Keep being sterling in silence and survival like Nse Ufot!

With Georgia quite literally on everyone’s mind this week, I spent the time reading about all the visionaries that made this blue season possible. Almost all of them are black, female and gifted. Like Nse Ufot of the New Georgia Project (here). Not only is Nse a proud naturalized citizen, but she was born in Nigeria and raised in Southwest Atlanta. In the middle of a global pandemic, Nse and her organization worked tirelessly to ensure that all Georgians knew that their voices mattered and that these voices needed to be heard through their vote. She used her voice for power, as a vital necessity for existence. And the result is quite simply sterling. Nse is sterling.

Nse Ufot.

Sterling in silence. Sterling in her ability to be silent, but plant seeds for over seven years, seeds that led to 800,000 Georgians registering and flourishing with their vote in 2020. Sterling in her ability to mobilize young people, people of color, women, all sorts of women in Georgia. Sterling with being a strong leading voice, drowning our misinformation that undermines democracies. Sterling in calling out the incompetence of failed leadership. Sterling in her passion for the pain inflicted by the ongoing global pandemic among the very Georgians who continue to bear its brunt. Sterling in her fight to end voter suppression for all.
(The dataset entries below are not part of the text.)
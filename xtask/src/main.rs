// SPDX-License-Identifier: Apache-2.0
// © James Ross Ω FLYING•ROBOTS <https://github.com/flyingrobots>

//! fixed-trig repository maintenance tasks.
//!
//! This crate exists to provide a single, discoverable entrypoint for repo automation via
//! `cargo xtask …` (see `.cargo/config.toml`).
//!
//! Invariants:
//! - This is *not* production runtime code; it may use floating point and the filesystem.
//! - Generated artifacts must be byte-for-byte reproducible so `--check` can gate CI.

use anyhow::{bail, Context, Result};
use clap::{Args, Parser, Subcommand};
use std::fs;
use std::path::{Path, PathBuf};
use tracing::{debug, info, Level};
use tracing_subscriber::FmtSubscriber;

/// Number of interpolation segments in the quarter-wave table.
const SIN_QTR_SEGMENTS: u32 = 256;

/// Peak table amplitude (`2^31 - 1`).
const AMPLITUDE: f64 = 2_147_483_647.0;

/// Entries per row in the rendered table.
const ENTRIES_PER_ROW: usize = 6;

/// Table module path relative to the workspace root.
const TABLE_PATH: &str = "crates/fixed-trig/src/table.rs";

#[derive(Parser)]
#[command(
    name = "xtask",
    about = "fixed-trig repo maintenance tasks (cargo xtask …)",
    disable_help_subcommand = true
)]
struct Cli {
    /// Log at DEBUG instead of INFO.
    #[arg(long, global = true)]
    verbose: bool,

    #[command(subcommand)]
    command: Commands,
}

#[derive(Subcommand)]
enum Commands {
    /// Regenerate the quarter-wave sine table module.
    SinTable(SinTableArgs),
}

#[derive(Args)]
struct SinTableArgs {
    /// Fail instead of writing if the checked-in table differs from the generator output.
    #[arg(long)]
    check: bool,

    /// Output path (defaults to the fixed-trig table module).
    #[arg(long)]
    out: Option<PathBuf>,
}

fn main() -> Result<()> {
    let cli = Cli::parse();

    let level = if cli.verbose {
        Level::DEBUG
    } else {
        Level::INFO
    };
    let subscriber = FmtSubscriber::builder().with_max_level(level).finish();
    tracing::subscriber::set_global_default(subscriber)
        .context("failed to install tracing subscriber")?;

    match cli.command {
        Commands::SinTable(args) => run_sin_table(args),
    }
}

fn workspace_root() -> PathBuf {
    Path::new(env!("CARGO_MANIFEST_DIR"))
        .parent()
        .map_or_else(|| PathBuf::from("."), Path::to_path_buf)
}

fn run_sin_table(args: SinTableArgs) -> Result<()> {
    let path = args
        .out
        .unwrap_or_else(|| workspace_root().join(TABLE_PATH));

    let entries = quarter_wave_entries()?;
    check_entries(&entries)?;
    debug!(
        first = entries.first().copied().unwrap_or_default(),
        last = entries.last().copied().unwrap_or_default(),
        count = entries.len(),
        "generated quarter-wave table"
    );
    let rendered = render_table(&entries);

    if args.check {
        let on_disk = fs::read_to_string(&path)
            .with_context(|| format!("failed to read {}", path.display()))?;
        if on_disk != rendered {
            bail!(
                "{} is stale; run `cargo xtask sin-table` to regenerate",
                path.display()
            );
        }
        info!(path = %path.display(), "sin table is up to date");
        return Ok(());
    }

    fs::write(&path, rendered).with_context(|| format!("failed to write {}", path.display()))?;
    info!(path = %path.display(), entries = entries.len(), "wrote sin table");
    Ok(())
}

/// Samples `round(sin(i * PI / 512) * (2^31 - 1))` for `i` in `0..=256`.
fn quarter_wave_entries() -> Result<Vec<u32>> {
    (0..=SIN_QTR_SEGMENTS)
        .map(|i| {
            let theta = f64::from(i) * core::f64::consts::FRAC_PI_2 / f64::from(SIN_QTR_SEGMENTS);
            let scaled = libm::round(libm::sin(theta) * AMPLITUDE);
            if !(0.0..=AMPLITUDE).contains(&scaled) {
                bail!("entry {i} out of range: {scaled}");
            }
            // Range-checked above.
            #[allow(clippy::cast_possible_truncation, clippy::cast_sign_loss)]
            let entry = scaled as u32;
            Ok(entry)
        })
        .collect()
}

/// Enforces the invariants the interpolator relies on.
fn check_entries(entries: &[u32]) -> Result<()> {
    if entries.len() != SIN_QTR_SEGMENTS as usize + 1 {
        bail!("expected {} entries, got {}", SIN_QTR_SEGMENTS + 1, entries.len());
    }
    if entries.first() != Some(&0) {
        bail!("first entry must be 0");
    }
    #[allow(clippy::cast_possible_truncation, clippy::cast_sign_loss)]
    let peak = AMPLITUDE as u32;
    if entries.last() != Some(&peak) {
        bail!("last entry must be 2^31 - 1");
    }
    if let Some(i) = entries.windows(2).position(|w| w[1] < w[0]) {
        bail!("table decreases between entries {i} and {}", i + 1);
    }
    Ok(())
}

fn format_entry(entry: u32) -> String {
    format!("0x{:04x}_{:04x}", entry >> 16, entry & 0xffff)
}

fn render_table(entries: &[u32]) -> String {
    let mut out = String::new();
    out.push_str("// SPDX-License-Identifier: Apache-2.0\n");
    out.push_str("// © James Ross Ω FLYING•ROBOTS <https://github.com/flyingrobots>\n");
    out.push_str("//! Quarter-wave sine table.\n");
    out.push_str("//!\n");
    out.push_str("//! @generated by `cargo xtask sin-table`. Do not edit by hand.\n");
    out.push_str("//!\n");
    out.push_str(
        "//! Entry `i` is `round(sin(i * PI / 512) * (2^31 - 1))` for `i` in `0..=256`.\n",
    );
    out.push_str(
        "//! The last entry is the quarter-wave endpoint, so the pair `(i, i + 1)` is in\n",
    );
    out.push_str("//! bounds for every 8-bit index `i`.\n");
    out.push('\n');
    out.push_str("/// Number of interpolation segments spanning `[0, PI/2]`.\n");
    out.push_str(&format!(
        "pub(crate) const SIN_QTR_SEGMENTS: usize = {SIN_QTR_SEGMENTS};\n"
    ));
    out.push('\n');
    out.push_str("/// `sin` sampled over `[0, PI/2]`, in units of `2^31 - 1`.\n");
    out.push_str("#[rustfmt::skip]\n");
    out.push_str("pub(crate) const SIN_QTR_TABLE: [u32; SIN_QTR_SEGMENTS + 1] = [\n");
    for row in entries.chunks(ENTRIES_PER_ROW) {
        let cells: Vec<String> = row.iter().copied().map(format_entry).collect();
        out.push_str("    ");
        out.push_str(&cells.join(", "));
        out.push_str(",\n");
    }
    out.push_str("];\n");
    out
}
But Nse is also sterling in survival. Sterling with surviving the election of 2020 that has Georgia quite literally on everyone’s mind. Sterling in working with other black female leaders (I will reflect on all of them this week) to do the unthinkable with making Georgia, a very red state, turn blue for the first time since 1992, during the most pivotal election of my lifetime. Sterling still, post-election in helping to cure votes since Tuesday night before the Friday deadline. Sterling in turning many Georgians singular vote, their hopes and dreams with it, toward survival and change.

Nse Ufot is sterling. She is also a great reminder of how hard black women work, behind the scenes, for years, to transform our silence into a language of survival. Audre Lorde and all the black female leaders who have gone before us (and the black men too) would be so proud of you Nse. Keep being sterling.